Menurut Iqna mengutip Al Jazeera, Abdul Malik Mujahid, seorang aktivis sosial Amerika dan ketua organisasi "Justice for All", salah satu organisasi non-pemerintah untuk Muslim terkemuka di Amerika, menyatakan: “Nasionalis Hindu menyerang terutama simbol-simbol agama dan tempat-tempat Islam.” Menurutnya, lebih dari 3.000 masjid bersejarah di India menjadi sasaran para pemimpin Hindutva (ideologi nasionalis Hindu ekstrem) dengan dalih karena merupakan kuil Hindu.
“Ratusan atau bahkan ribuan wakaf Islam sengaja dijadikan sasaran, disita, dan dihancurkan oleh pemerintah India,” imbuhnya.
Diskriminasi luas terhadap umat Islam
Mujahid juga mencatat bahwa pemerintah India menjatuhkan hukuman keras terhadap umat Islam yang melawan diskriminasi anti-Islam di India.
“Muslim India berusaha melawan diskriminasi secara hukum, namun mereka tidak berhasil karena pengadilan penuh dengan pendukung Hindutva,” katanya.
Dia menambahkan, ada umat Islam di India yang telah dipenjara selama beberapa dekade, meskipun mereka tidak melakukan kejahatan apa pun, dan ketika umat Islam melakukan protes secara damai, pemerintah menghancurkan rumah mereka, seperti yang dilakukan Israel terhadap aktivis Palestina.
Mujahid menyatakan bahwa pemilih Muslim menunjukkan reaksinya terhadap pemerintah dengan datang ke tempat pemungutan suara dan pihak oposisi berhasil memperoleh suara Muslim, namun pemilih Muslim pun tidak diapresiasi karena para pemimpin partai oposisi juga takut dengan pendukung Hindutva.
Ia menegaskan, bahkan partai oposisi dari partai yang berkuasa saat ini berusaha menjauhkan diri dari masyarakat Islam.
Dia menjelaskan bahwa AS dan negara-negara Barat tidak mengambil tindakan apa pun terhadap meningkatnya rasisme terhadap umat Islam di India karena mereka adalah sekutu politik dan negara-negara Barat selalu siap untuk menoleransi “fasisme” di India karena mereka menganggapnya sebagai penyeimbang terhadap Tiongkok.
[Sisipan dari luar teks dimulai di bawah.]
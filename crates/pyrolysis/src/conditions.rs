//! Parsers for the qualitative condition strings stored in the catalog.
//!
//! Catalog entries describe nominal conditions as text ("400-500",
//! "< 2 s", "horas"). These helpers turn them into numbers; unrecognized
//! formats log a warning and fall back to a fixed default.

use tracing::warn;

/// Nominal temperature used when a range cannot be parsed (°C).
pub const FALLBACK_TEMPERATURE_C: f64 = 500.0;
/// Nominal residence time used when a description cannot be parsed (s).
pub const FALLBACK_RESIDENCE_S: f64 = 10.0;

/// Extract unsigned decimal numbers in order of appearance.
fn numbers(s: &str) -> Vec<f64> {
    let mut out = Vec::new();
    let mut buf = String::new();
    for ch in s.chars().chain(std::iter::once(' ')) {
        if ch.is_ascii_digit() || (ch == '.' && !buf.is_empty()) {
            buf.push(ch);
        } else if !buf.is_empty() {
            if let Ok(v) = buf.trim_end_matches('.').parse::<f64>() {
                out.push(v);
            }
            buf.clear();
        }
    }
    out
}

/// Midpoint of a temperature range such as "400-500" or "450 °C".
pub fn parse_temperature(raw: &str) -> f64 {
    match numbers(raw).as_slice() {
        [t] => *t,
        [lo, hi] => (lo + hi) / 2.0,
        _ => {
            warn!(raw, fallback = FALLBACK_TEMPERATURE_C, "unrecognized temperature range");
            FALLBACK_TEMPERATURE_C
        }
    }
}

fn unit_seconds(s: &str) -> f64 {
    if s.contains("min") {
        60.0
    } else {
        1.0
    }
}

/// Representative residence time in seconds for a qualitative description.
///
/// - "< N s" style bounds map to three quarters of the bound ("< 2 s" is 1.5 s)
/// - hours ("hours", "horas") map to 3600 s
/// - "seconds to minutes" ("segundos a minutos") maps to 180 s
/// - plain numbers or ranges with an optional "min" unit use their midpoint
pub fn parse_residence_time(raw: &str) -> f64 {
    let t = raw.trim().to_lowercase();
    if let Some(rest) = t.strip_prefix('<') {
        if let Some(bound) = numbers(rest).first() {
            return 0.75 * bound * unit_seconds(rest);
        }
    }
    if t.contains("hour") || t.contains("hora") {
        return 3600.0;
    }
    if t.contains("minut") && (t.contains("second") || t.contains("segundo")) {
        return 180.0;
    }
    match numbers(&t).as_slice() {
        [v] if *v > 0.0 => v * unit_seconds(&t),
        [lo, hi] if lo + hi > 0.0 => (lo + hi) / 2.0 * unit_seconds(&t),
        _ => {
            warn!(raw, fallback = FALLBACK_RESIDENCE_S, "unrecognized residence time");
            FALLBACK_RESIDENCE_S
        }
    }
}

/// First signed percentage embedded in a modifier string ("+8%" is 8.0,
/// "-5 % líquido" is -5.0). Strings without a number count as zero.
pub fn parse_modifier(raw: &str) -> f64 {
    let chars: Vec<char> = raw.chars().collect();
    let Some(start) = chars.iter().position(|c| c.is_ascii_digit()) else {
        if !raw.trim().is_empty() {
            warn!(raw, "yield modifier without a number, treating as 0");
        }
        return 0.0;
    };
    let negative = chars[..start]
        .iter()
        .rev()
        .find(|c| !c.is_whitespace())
        .map_or(false, |c| *c == '-' || *c == '\u{2212}');
    let magnitude = numbers(&chars[start..].iter().collect::<String>())
        .first()
        .copied()
        .unwrap_or(0.0);
    if negative {
        -magnitude
    } else {
        magnitude
    }
}
#![deny(warnings)]

//! Rule-based pyrolysis yield model.
//!
//! Given a feedstock, a process mode, a heat source and an optional
//! catalyst, [`simulate`] adjusts the mode's base yields for temperature,
//! residence time and oxygen, renormalizes them to 100% and attaches the
//! heat source's precomputed indicators.

use thiserror::Error;

pub mod catalog;
pub mod conditions;
pub mod material;
pub mod simulate;

pub use catalog::{
    CarbonBalance, Catalog, CatalogDocument, Catalyst, HeatSource, Kpis, Material,
    MaterialCategory, MaterialProperties, ProcessMode, YieldModifiers, Yields,
};
pub use material::{resolve, EffectiveMaterial, Feedstock, MaterialSource};
pub use simulate::{
    simulate, GasComposition, PlantModel, PlantModelBasis, SimulationInputs, SimulationResult,
};

/// Errors raised while loading a catalog document.
#[derive(Debug, Error, PartialEq)]
pub enum CatalogError {
    #[error("catalog parse error: {0}")]
    Yaml(String),
    #[error("duplicate catalog id: {0}")]
    DuplicateId(String),
    /// Base yields of a mode must add up to 100.
    #[error("base yields of mode {mode} sum to {total}, expected 100")]
    YieldSum { mode: String, total: f64 },
}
Gerakan Hindutva, gerakan ekstremis Hindu melawan umat Islam
Dalam sambutannya, penulis juga menunjukkan bahwa ada berbagai kelompok dalam gerakan Hindutva, termasuk kelompok moderat yang umumnya mengajarkan umat Hindu untuk "menghina umat Islam" dan hal ini diajarkan dalam buku teks.
“Dukungan terhadap gerakan ekstrim Hindutva sudah termasuk dalam kebijakan pemerintah dan didukung oleh undang-undang,” imbuhnya. Ia mengatakan gerakan ini telah berhasil mengesahkan lebih dari 50 undang-undang tentang kewarganegaraan, perumahan, properti, institusi, perkawinan, dan kepercayaan yang bertentangan dengan umat Islam.
Abdul Malik menekankan, Gerakan Hindutva memiliki struktur yang menerapkan pembatasan sistematis terhadap umat Islam. Sama seperti sistem apartheid serupa di Palestina yang diciptakan oleh Israel dan kaum Muslim yang terpinggirkan.
Kontrol pemerintah dan media India
Dia juga menjelaskan bahwa pemerintah India dan perusahaan-perusahaan yang dekat dengannya mendanai industri film India untuk tujuan promosi dan menambahkan: “Pemerintahan Narendra Modi mengikuti model propaganda Nazi dan menindak media independen, televisi dan film, sehingga peringkat India kini berada di bawah Somalia, Kolombia, Pakistan, dan Afghanistan dalam hal kebebasan media.”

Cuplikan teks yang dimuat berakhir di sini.